[Intel-gfx] [PATCH] drm/i915/selftests: Stop using kthread_stop()
Ville Syrjälä
ville.syrjala at linux.intel.com
Thu Oct 20 14:18:51 UTC 2022
On Thu, Oct 20, 2022 at 02:08:41PM +0100, Tvrtko Ursulin wrote:
> From: Tvrtko Ursulin <tvrtko.ursulin at intel.com>
>
> Since a7c01fa93aeb ("signal: break out of wait loops on kthread_stop()")
> kthread_stop() started asserting a pending signal which wreaks havoc with
> a few of our selftests.

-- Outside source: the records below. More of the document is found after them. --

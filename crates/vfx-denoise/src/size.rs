//! Size negotiation.
//!
//! Each provider accepts a bounded range of frame sizes. The negotiated
//! size is what the filter reports to the host and what the backend
//! allocates its surfaces at; the upstream frame is scaled into it.

use vfx_gpu::Size;

use crate::ProviderId;

/// Width bounds when the frame is landscape.
pub const NVIDIA_WIDTH_RANGE: (u32, u32) = (142, 1920);
/// Height bounds when the frame is portrait or square.
pub const NVIDIA_HEIGHT_RANGE: (u32, u32) = (80, 1080);

/// Size `provider` will process for an upstream frame of `requested`.
///
/// Pure and deterministic; both outputs are at least 1.
pub fn negotiate_size(provider: ProviderId, requested: Size) -> Size {
    match provider {
        ProviderId::NvidiaVideoNoiseRemoval => clamp_dominant_axis(
            requested,
            NVIDIA_WIDTH_RANGE,
            NVIDIA_HEIGHT_RANGE,
        ),
        ProviderId::Automatic => Size::new(requested.width.max(1), requested.height.max(1)),
    }
}

/// Clamp the longer axis into its range and derive the other from the
/// input aspect ratio.
fn clamp_dominant_axis(size: Size, width_range: (u32, u32), height_range: (u32, u32)) -> Size {
    let Size { width, height } = size;
    if width == 0 || height == 0 {
        return Size::new(width.max(1), height.max(1));
    }

    if width > height {
        let w = width.clamp(width_range.0, width_range.1);
        let h = scale(w, height, width);
        Size::new(w, h)
    } else {
        let h = height.clamp(height_range.0, height_range.1);
        let w = scale(h, width, height);
        Size::new(w, h)
    }
}

/// `round(clamped * num / den)`, at least 1.
#[inline]
fn scale(clamped: u32, num: u32, den: u32) -> u32 {
    let v = (clamped as f64 * num as f64 / den as f64).round();
    (v as u32).max(1)
}

#[cfg(test)]
mod tests {
    use super::*;

    fn nv(w: u32, h: u32) -> Size {
        negotiate_size(ProviderId::NvidiaVideoNoiseRemoval, Size::new(w, h))
    }

    #[test]
    fn test_uhd_downscales_to_hd() {
        assert_eq!(nv(3840, 2160), Size::new(1920, 1080));
    }

    #[test]
    fn test_small_landscape_upscales() {
        assert_eq!(nv(80, 40), Size::new(142, 71));
    }

    #[test]
    fn test_in_range_is_unchanged() {
        assert_eq!(nv(1280, 720), Size::new(1280, 720));
        assert_eq!(nv(720, 1080), Size::new(720, 1080));
    }

    #[test]
    fn test_portrait_clamps_height() {
        assert_eq!(nv(1080, 1920), Size::new(608, 1080));
        assert_eq!(nv(30, 40), Size::new(60, 80));
    }

    #[test]
    fn test_square_uses_height_range() {
        assert_eq!(nv(2000, 2000), Size::new(1080, 1080));
        assert_eq!(nv(10, 10), Size::new(80, 80));
    }

    #[test]
    fn test_extreme_aspect_never_zero() {
        assert_eq!(nv(100_000, 1), Size::new(1920, 1));
        assert_eq!(nv(1, 100_000), Size::new(1, 1080));
    }

    #[test]
    fn test_idempotent() {
        let sizes = [
            (3840, 2160),
            (80, 40),
            (1280, 720),
            (1080, 1920),
            (640, 480),
            (7680, 4320),
            (200, 3000),
            (1, 1),
            (143, 142),
        ];
        for (w, h) in sizes {
            let once = nv(w, h);
            assert_eq!(nv(once.width, once.height), once, "{w}x{h}");
        }
    }

    #[test]
    fn test_aspect_preserved() {
        for (w, h) in [(3840, 2160), (1000, 750), (4096, 2160)] {
            let out = nv(w, h);
            let err = (out.width as f64 / out.height as f64 - w as f64 / h as f64).abs();
            assert!(err < 0.01, "{w}x{h} -> {out}");
        }
    }

    #[test]
    fn test_automatic_is_identity() {
        let size = Size::new(4000, 3000);
        assert_eq!(negotiate_size(ProviderId::Automatic, size), size);
    }
}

Mainly because they are not fully expecting to
> handle signals, but also cutting the intended test runtimes short due
> signal_pending() now returning true (via __igt_timeout), which therefore
> breaks both the patterns of:
>
> kthread_run()
> ..sleep for igt_timeout_ms to allow test to exercise stuff..
> kthread_stop()
>
> And check for errors recorded in the thread.
>
> And also:
>
> Main thread | Test thread
> ---------------+------------------------------
> kthread_run() |
> kthread_stop() | do stuff until __igt_timeout
> | -- exits early due signal --
>
> Where this kthread_stop() was assume would have a "join" semantics, which
> it would have had if not the new signal assertion issue.
>
> To recap, threads are now likely to catch a previously impossible
> ERESTARTSYS or EINTR, marking the test as failed, or have a pointlessly
> short run time.
>
> To work around this start using kthread_work(er) API which provides
> an explicit way of waiting for threads to exit. And for cases where
> parent controls the test duration we add explicit signaling which threads
> will now use instead of relying on kthread_should_stop().
>
> Signed-off-by: Tvrtko Ursulin <tvrtko.ursulin at intel.com>
> Cc: Ville Syrjälä <ville.syrjala at linux.intel.com>
> ---
> .../drm/i915/gem/selftests/i915_gem_context.c | 118 ++++----
> drivers/gpu/drm/i915/gt/selftest_execlists.c | 48 ++--
> drivers/gpu/drm/i915/gt/selftest_hangcheck.c | 51 ++--
> drivers/gpu/drm/i915/selftests/i915_request.c | 252 +++++++++++-------
> 4 files changed, 281 insertions(+), 188 deletions(-)
>
> diff --git a/drivers/gpu/drm/i915/gem/selftests/i915_gem_context.c b/drivers/gpu/drm/i915/gem/selftests/i915_gem_context.c
> index c6ad67b90e8a..d8864444432b 100644
> --- a/drivers/gpu/drm/i915/gem/selftests/i915_gem_context.c
> +++ b/drivers/gpu/drm/i915/gem/selftests/i915_gem_context.c
> @@ -179,97 +179,108 @@ static int live_nop_switch(void *arg)
> }
>
> struct parallel_switch {
> - struct task_struct *tsk;
> + struct kthread_worker *worker;
> + struct kthread_work work;
> struct intel_context *ce[2];
> + int result;
> };
>
> -static int __live_parallel_switch1(void *data)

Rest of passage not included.